Export the data as Excel files for further analysis or to share with the team.

```python theme={null}
analyzer.save_results(
    df_labeled, 
    df_company, 
    df_industry, 
    df_motivation, 
    risk_tree, 
    export_path=export_path
)
```

## Conclusion

The Risk Analyzer provides a comprehensive framework for identifying and quantifying corporate exposure to specific risk scenarios. By leveraging advanced information retrieval and LLM-powered analysis, this workflow transforms unstructured data into actionable risk intelligence.

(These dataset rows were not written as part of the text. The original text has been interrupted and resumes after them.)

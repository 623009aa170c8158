use sqlx::{postgres::PgPoolOptions, PgPool};
use std::time::Duration;
use thiserror::Error;
use tracing::info;

use crate::config::DatabaseConfig;

/// Errors from the record store layer
#[derive(Debug, Error)]
pub enum DatabaseError {
    #[error("Missing configuration: {0}")]
    ConfigMissing(&'static str),

    #[error("Invalid database URL")]
    InvalidDatabaseUrl,

    #[error("Invalid database name: {0}")]
    InvalidDatabaseName(String),

    #[error("Not found: {0}")]
    NotFound(String),

    #[error("Connection error: {0}")]
    ConnectionError(String),

    #[error("Write rejected: {0}")]
    WriteRejected(String),

    #[error(transparent)]
    Sqlx(#[from] sqlx::Error),
}

/// Builds the PostgreSQL pool the record store runs on
pub struct DatabaseManager;

impl DatabaseManager {
    /// Connect using DATABASE_URL, optionally swapping in another database name.
    pub async fn connect(config: &DatabaseConfig) -> Result<PgPool, DatabaseError> {
        let connection_string = Self::build_connection_string(config.name.as_deref())?;

        let pool = PgPoolOptions::new()
            .max_connections(config.max_connections)
            .acquire_timeout(Duration::from_secs(config.connection_timeout))
            .connect(&connection_string)
            .await
            .map_err(|e| DatabaseError::ConnectionError(e.to_string()))?;

        info!(
            "Created database pool (max {} connections) for: {}",
            config.max_connections,
            config.name.as_deref().unwrap_or("DATABASE_URL default")
        );
        Ok(pool)
    }

    /// Whether a database URL is available at all
    pub fn is_configured() -> bool {
        std::env::var("DATABASE_URL").map(|v| !v.trim().is_empty()).unwrap_or(false)
    }

    fn build_connection_string(database_name: Option<&str>) -> Result<String, DatabaseError> {
        let base = std::env::var("DATABASE_URL")
            .map_err(|_| DatabaseError::ConfigMissing("DATABASE_URL"))?;

        let mut url = url::Url::parse(&base).map_err(|_| DatabaseError::InvalidDatabaseUrl)?;
        if let Some(name) = database_name {
            if !Self::is_valid_db_name(name) {
                return Err(DatabaseError::InvalidDatabaseName(name.to_string()));
            }
            // Replace the path to the database name (ensure leading slash)
            url.set_path(&format!("/{}", name));
        }
        Ok(url.into())
    }

    /// Validate database names to prevent injection: [a-zA-Z0-9_]+
    fn is_valid_db_name(name: &str) -> bool {
        !name.is_empty() && name.chars().all(|c| c.is_ascii_alphanumeric() || c == '_')
    }
}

Through the automated analysis of U.S. import tariff exposure, you can:

1. **Identify vulnerable companies** - Discover which firms in your portfolio face the highest exposure to tariff-related risks through their operational dependencies and market positions

2. **Compare across industries** - Understand how different sectors are affected by trade policy changes, enabling sector-level hedging and diversification strategies

3. **Monitor risk evolution** - Track how company exposure changes over time as they adapt their strategies or as policy developments unfold

4. **Generate investment insights** - Use risk exposure scores to inform position sizing, hedging decisions, and portfolio construction in volatile geopolitical environments

5. **Support risk management** - Provide quantitative backing for risk committee discussions and regulatory reporting requirements

**Investment Strategy Implications:**

* Consider underweighting companies with high exposure scores in anticipation of tariff implementation
* Use sector-level exposure analysis to guide allocation decisions and hedging strategies
* Monitor risk score changes to identify companies successfully adapting to trade policy challenges

Whether you're conducting portfolio stress testing, building risk-aware investment strategies, or assessing geopolitical exposure across your holdings, the Risk Analyzer automates the research process while maintaining the depth and rigor required for professional risk analysis. The standardized scoring methodology ensures consistent evaluation across companies, sectors, and time periods, making it an invaluable tool for systematic risk assessment in an increasingly complex global environment.